A key insight motivating the present work is the predictable geometric relationship between vertebral bodies and pedicles as a function of projection angle. As the oblique angle changes, the relative horizontal offset of the pedicle with respect to the vertebral body changes systematically. This change can be quantified using the Vertebral–Pedicle Ratio (VPR), a normalized geometric index derived from bounding box coordinates detected by an object detection model. If the VPR can be reliably estimated from the detected anatomy, projection angle can be estimated through linear regression, enabling fully automatic, quantitative quality control of lumbar oblique radiography.

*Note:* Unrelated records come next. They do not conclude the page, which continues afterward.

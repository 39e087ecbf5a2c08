//! Seed values for a fresh tracker installation.
//!
//! New installations start from a small hand-maintained set of
//! currencies and approximate rates so the tracker is usable before
//! any real rates are imported.

use std::collections::BTreeMap;

use chrono::{DateTime, Utc};

use crate::models::CurrencyCode;
use crate::rates::RateTable;

/// Display symbol for each currency shipped out of the box.
pub const CURRENCY_SYMBOLS: [(&str, &str); 5] = [
    ("EUR", "\u{20ac}"),
    ("IDR", "Rp"),
    ("JPY", "\u{a5}"),
    ("SGD", "S$"),
    ("USD", "$"),
];

/// Currency new installations display totals in.
pub const DISPLAY_CURRENCY: &str = "IDR";

/// Base currency of the seed rate table.
pub const BASE_CURRENCY: &str = "USD";

/// Financial-month start day new accounts get.
pub const PERIOD_START_DAY: u32 = 1;

/// Returns the display symbol for a currency, falling back to the
/// code itself for currencies without a known symbol.
#[must_use]
pub fn symbol(code: &CurrencyCode) -> &str {
    CURRENCY_SYMBOLS
        .iter()
        .find(|(known, _)| *known == code.as_str())
        .map_or_else(|| code.as_str(), |(_, sign)| *sign)
}

/// Returns how many fractional digits amounts in a currency are
/// displayed with.
///
/// Rupiah and yen are conventionally shown without decimals.
#[must_use]
pub fn decimal_places(code: &CurrencyCode) -> u32 {
    match code.as_str() {
        "IDR" | "JPY" => 0,
        _ => 2,
    }
}

/// Builds the seed rate table: USD-based, with rough placeholder rates
/// for the shipped currencies.
#[must_use]
pub fn rate_table(now: DateTime<Utc>) -> RateTable {
    let mut rates = BTreeMap::new();
    let _previous: Option<f64> = rates.insert(CurrencyCode::from("IDR"), 15_000.0_f64);
    let _previous: Option<f64> = rates.insert(CurrencyCode::from("JPY"), 150.0_f64);
    let _previous: Option<f64> = rates.insert(CurrencyCode::from("EUR"), 0.92_f64);
    let _previous: Option<f64> = rates.insert(CurrencyCode::from("SGD"), 1.35_f64);
    RateTable::new(CurrencyCode::from(BASE_CURRENCY), rates, now)
}
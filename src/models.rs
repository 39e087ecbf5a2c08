//! Data models for finance tracker entities.
//!
//! This module contains strongly-typed representations of the
//! tracker's domain records: newtype ID wrappers, currency codes, and
//! the account/transaction/category shapes the core computes over.

mod account;
mod category;
mod currency;
mod enums;
mod ids;
mod transaction;

pub use account::Account;
pub use category::Category;
pub use currency::CurrencyCode;
pub use enums::TransactionKind;
pub use ids::{AccountId, CategoryId, TransactionId};
pub use transaction::Transaction;
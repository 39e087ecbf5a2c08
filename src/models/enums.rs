//! Enumeration types for constrained values.

use serde::{Deserialize, Serialize};

/// Direction of a transaction.
#[derive(Debug, Clone, Copy, PartialEq, Eq, Hash, Serialize, Deserialize)]
#[serde(rename_all = "lowercase")]
pub enum TransactionKind {
    /// Money entering the account.
    Income,
    /// Money leaving the account.
    Outcome,
}

#[cfg(test)]
mod tests {
    use super::*;

    #[test]
    fn kind_serde_roundtrip() {
        let variants = [
            (TransactionKind::Income, r#""income""#),
            (TransactionKind::Outcome, r#""outcome""#),
        ];
        for (variant, expected_json) in variants {
            let json = serde_json::to_string(&variant).unwrap();
            assert_eq!(json, expected_json);
            let deserialized: TransactionKind = serde_json::from_str(&json).unwrap();
            assert_eq!(deserialized, variant);
        }
    }

    #[test]
    fn invalid_kind_fails() {
        let result = serde_json::from_str::<TransactionKind>(r#""transfer""#);
        assert!(result.is_err());
    }
}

The use of synthetic X-ray images generated from CT data provides a solution to the training data problem. Digitally reconstructed radiographs (DRRs) produced from CT volumes by ray-sum projection at controlled angles yield large annotated datasets with precisely known ground-truth angles [
16]. Several studies have demonstrated that models trained on synthetic spine radiographs can transfer effectively to clinical images [
17], and the approach is now recognized as a general strategy for data augmentation and model development in projection radiography.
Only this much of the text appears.